完善法律、加強監管,營造安全有序的網絡社會環境
“事實上,對于手機APP過度索取用戶個人信息的行為,相關部門早有規定。《移動互聯網應用程序信息服務管理規定》就指出,未向用戶明示并經用戶同意,不得開啟收集地理位置、讀取通訊錄、使用攝像頭、啟用錄音等功能。”閆博稱,去年6月1日起施行的《中華人民共和國網絡安全法》,在總則、附則外有10余處內容直接涉及用戶個人信息保護的條款,對嚴防個人信息泄露、濫用以及層出不窮的新型網絡詐騙犯罪作出規定。

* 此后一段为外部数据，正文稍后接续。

//! Vehicle task supervisor — at most one route stream per vehicle.
//!
//! ARCHITECTURE
//! ============
//! Dispatching a vehicle spawns a route stream. Re-dispatching the same
//! vehicle must first stop the old stream and wait for it to finish — two
//! streams walking the same vehicle would interleave contradictory cursor
//! writes. The registry lock is held across that await, so concurrent
//! redirects for one vehicle serialize instead of racing.

use std::collections::HashMap;
use std::sync::Arc;
use std::time::Duration;

use tokio::sync::Mutex;
use tokio::task::JoinHandle;
use tokio_util::sync::CancellationToken;
use tracing::{info, warn};

use crate::protocol::LatLng;
use crate::services::groups::GroupFabric;
use crate::services::routing::RouteProvider;
use crate::services::streamer::{self, StreamOutcome, StreamParams};
use crate::services::vehicle_state::{StoreError, VehicleStateStore};

#[derive(Debug, thiserror::Error)]
pub enum DispatchError {
    /// No explicit origin and no stored last location to start from.
    #[error("No known location for vehicle {0}")]
    NoKnownLocation(i64),
    #[error(transparent)]
    Store(#[from] StoreError),
}

struct ActiveStream {
    cancel: CancellationToken,
    handle: JoinHandle<StreamOutcome>,
}

pub struct VehicleSupervisor {
    store: Arc<dyn VehicleStateStore>,
    provider: Arc<dyn RouteProvider>,
    fabric: Arc<GroupFabric>,
    interval: Duration,
    streams: Mutex<HashMap<i64, ActiveStream>>,
}

impl VehicleSupervisor {
    #[must_use]
    pub fn new(
        store: Arc<dyn VehicleStateStore>,
        provider: Arc<dyn RouteProvider>,
        fabric: Arc<GroupFabric>,
        interval: Duration,
    ) -> Self {
        Self { store, provider, fabric, interval, streams: Mutex::new(HashMap::new()) }
    }

    /// Start streaming `vehicle_id` toward `end`, replacing any stream
    /// already running for it. Returns once the new stream is spawned; the
    /// stream itself runs in the background.
    ///
    /// # Errors
    ///
    /// Returns `NoKnownLocation` when no origin is given and the vehicle has
    /// never reported a position.
    pub async fn dispatch(
        &self,
        vehicle_id: i64,
        end: LatLng,
        origin: Option<LatLng>,
    ) -> Result<(), DispatchError> {
        let start = match origin {
            Some(origin) => origin,
            None => self
                .store
                .last_location(vehicle_id)
                .await?
                .ok_or(DispatchError::NoKnownLocation(vehicle_id))?,
        };

        // Watchers are captured now; late subscribers ride the vehicle group.
        let watchers = self.store.watchers(vehicle_id).await?;

        let mut streams = self.streams.lock().await;
        if let Some(previous) = streams.remove(&vehicle_id) {
            previous.cancel.cancel();
            // Must fully stop before spawning the replacement. The lock stays
            // held, so a concurrent dispatch for this vehicle waits here too.
            match previous.handle.await {
                Ok(outcome) => {
                    info!(vehicle_id, ?outcome, "previous route stream stopped");
                }
                Err(e) if e.is_panic() => {
                    warn!(vehicle_id, "previous route stream panicked");
                }
                Err(_) => {}
            }
        }

        let cancel = CancellationToken::new();
        let params = StreamParams {
            vehicle_id,
            watchers,
            start,
            end,
            interval: self.interval,
            cancel: cancel.clone(),
        };
        let handle = tokio::spawn(streamer::stream_vehicle_route(
            self.store.clone(),
            self.provider.clone(),
            self.fabric.clone(),
            params,
        ));
        streams.insert(vehicle_id, ActiveStream { cancel, handle });

        info!(vehicle_id, "route stream dispatched");
        Ok(())
    }

    /// Stop the stream for one vehicle, if any, and wait for it to finish.
    /// Returns whether a stream was still running.
    pub async fn stop(&self, vehicle_id: i64) -> bool {
        let mut streams = self.streams.lock().await;
        sweep(&mut streams);
        let Some(active) = streams.remove(&vehicle_id) else {
            return false;
        };
        active.cancel.cancel();
        if let Err(e) = active.handle.await {
            if e.is_panic() {
                warn!(vehicle_id, "route stream panicked during stop");
            }
        }
        true
    }

    /// Whether a stream is currently running for the vehicle.
    pub async fn is_streaming(&self, vehicle_id: i64) -> bool {
        let mut streams = self.streams.lock().await;
        sweep(&mut streams);
        streams.contains_key(&vehicle_id)
    }

    /// Number of streams still running.
    pub async fn active_count(&self) -> usize {
        let mut streams = self.streams.lock().await;
        sweep(&mut streams);
        streams.len()
    }
}

/// Drop entries whose task has already run to completion. Streams end on
/// their own once the route is walked, so the registry cleans out lazily on
/// the next access.
fn sweep(streams: &mut HashMap<i64, ActiveStream>) {
    streams.retain(|_, active| !active.handle.is_finished());
}

#[cfg(test)]
#[path = "supervisor_test.rs"]
mod tests;
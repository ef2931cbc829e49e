//! Token verification and caller identity.
//!
//! ARCHITECTURE
//! ============
//! Clients authenticate the websocket upgrade with a JWT in the `token` query
//! parameter. Tokens are HS256, issued by the account service; this server
//! only verifies them. A verified token is resolved against the users table
//! to build the caller's [`Identity`] — a token for a deleted user is
//! rejected even when the signature is valid.

use std::fmt;

use jsonwebtoken::{Algorithm, DecodingKey, Validation};
use serde::{Deserialize, Serialize};
use tracing::warn;

use crate::services::repo::FleetRepo;

// =============================================================================
// ROLES
// =============================================================================

/// Access roles, most to least privileged.
#[derive(Debug, Clone, Copy, PartialEq, Eq, Hash)]
pub enum Role {
    Admin,
    Dispatcher,
    Responder,
}

impl Role {
    /// Wire/database spelling of the role.
    #[must_use]
    pub fn as_str(self) -> &'static str {
        match self {
            Role::Admin => "ADMIN",
            Role::Dispatcher => "DISPATCHER",
            Role::Responder => "RESPONDER",
        }
    }

    #[must_use]
    pub fn parse(s: &str) -> Option<Self> {
        match s {
            "ADMIN" => Some(Role::Admin),
            "DISPATCHER" => Some(Role::Dispatcher),
            "RESPONDER" => Some(Role::Responder),
            _ => None,
        }
    }
}

impl fmt::Display for Role {
    fn fmt(&self, f: &mut fmt::Formatter<'_>) -> fmt::Result {
        f.write_str(self.as_str())
    }
}

// =============================================================================
// CLAIMS + IDENTITY
// =============================================================================

/// Claims carried by an access token.
#[derive(Debug, Serialize, Deserialize)]
pub struct Claims {
    pub user_id: i64,
    pub user_role: String,
    /// Token kind; only `"access"` tokens open a socket.
    #[serde(rename = "type")]
    pub token_type: String,
    pub iat: i64,
    pub exp: i64,
}

/// The authenticated caller attached to a connection for its lifetime.
#[derive(Debug, Clone)]
pub struct Identity {
    pub user_id: i64,
    pub role: Role,
    pub name: String,
    pub email: String,
}

// =============================================================================
// VERIFIER
// =============================================================================

/// HS256 token verifier. Built once at startup from `JWT_SECRET`.
pub struct TokenVerifier {
    decoding: DecodingKey,
    validation: Validation,
}

impl TokenVerifier {
    #[must_use]
    pub fn new(secret: &[u8]) -> Self {
        let validation = Validation::new(Algorithm::HS256);
        Self { decoding: DecodingKey::from_secret(secret), validation }
    }

    /// Decode and validate a token (signature + expiry).
    ///
    /// # Errors
    ///
    /// Returns the `jsonwebtoken` error for a bad signature, expired token,
    /// or malformed claims.
    pub fn decode(&self, token: &str) -> Result<Claims, jsonwebtoken::errors::Error> {
        Ok(jsonwebtoken::decode::<Claims>(token, &self.decoding, &self.validation)?.claims)
    }
}

/// Resolve a raw token into a caller identity, or `None` if the token is
/// invalid, expired, the wrong kind, or names an unknown user. Failures are
/// logged here; callers just reject the upgrade.
pub async fn authenticate(
    verifier: &TokenVerifier,
    repo: &dyn FleetRepo,
    token: &str,
) -> Option<Identity> {
    let claims = match verifier.decode(token) {
        Ok(claims) => claims,
        Err(e) => {
            warn!(error = %e, "ws: token rejected");
            return None;
        }
    };

    if claims.token_type != "access" {
        warn!(token_type = %claims.token_type, "ws: non-access token rejected");
        return None;
    }

    let user = match repo.get_user_by_id(claims.user_id).await {
        Ok(Some(user)) => user,
        Ok(None) => {
            warn!(user_id = claims.user_id, "ws: token for unknown user");
            return None;
        }
        Err(e) => {
            warn!(error = %e, user_id = claims.user_id, "ws: user lookup failed");
            return None;
        }
    };

    let Some(role) = Role::parse(&user.role) else {
        warn!(user_id = user.user_id, role = %user.role, "ws: user has unrecognized role");
        return None;
    };

    Some(Identity { user_id: user.user_id, role, name: user.name, email: user.email })
}

// =============================================================================
// TEST HELPERS
// =============================================================================

#[cfg(test)]
pub mod test_tokens {
    use super::Claims;
    use jsonwebtoken::{EncodingKey, Header};
    use std::time::{SystemTime, UNIX_EPOCH};

    fn now() -> i64 {
        SystemTime::now()
            .duration_since(UNIX_EPOCH)
            .map(|d| i64::try_from(d.as_secs()).unwrap_or(0))
            .unwrap_or(0)
    }

    /// Mint a token the way the account service does.
    pub fn issue(secret: &[u8], user_id: i64, role: &str, token_type: &str, ttl_secs: i64) -> String {
        let iat = now();
        let claims = Claims {
            user_id,
            user_role: role.to_string(),
            token_type: token_type.to_string(),
            iat,
            exp: iat + ttl_secs,
        };
        jsonwebtoken::encode(&Header::default(), &claims, &EncodingKey::from_secret(secret))
            .expect("encode test token")
    }

    pub fn access(secret: &[u8], user_id: i64, role: &str) -> String {
        issue(secret, user_id, role, "access", 3600)
    }
}

#[cfg(test)]
#[path = "auth_test.rs"]
mod tests;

“但與目前數據產業蓬勃發展的狀況相比,相關法律和監管存在一定滯后性。”閆博認為,目前法律在保護公民個人信息方面存在諸多不足,一方面缺少有關個人信息保護統一的專項立法,另一方面保護個人信息的立法規定分散、不全面,沒有形成獨立、統一的原則、目標和措施,難以為個人信息保護提供切實有效的法律保障。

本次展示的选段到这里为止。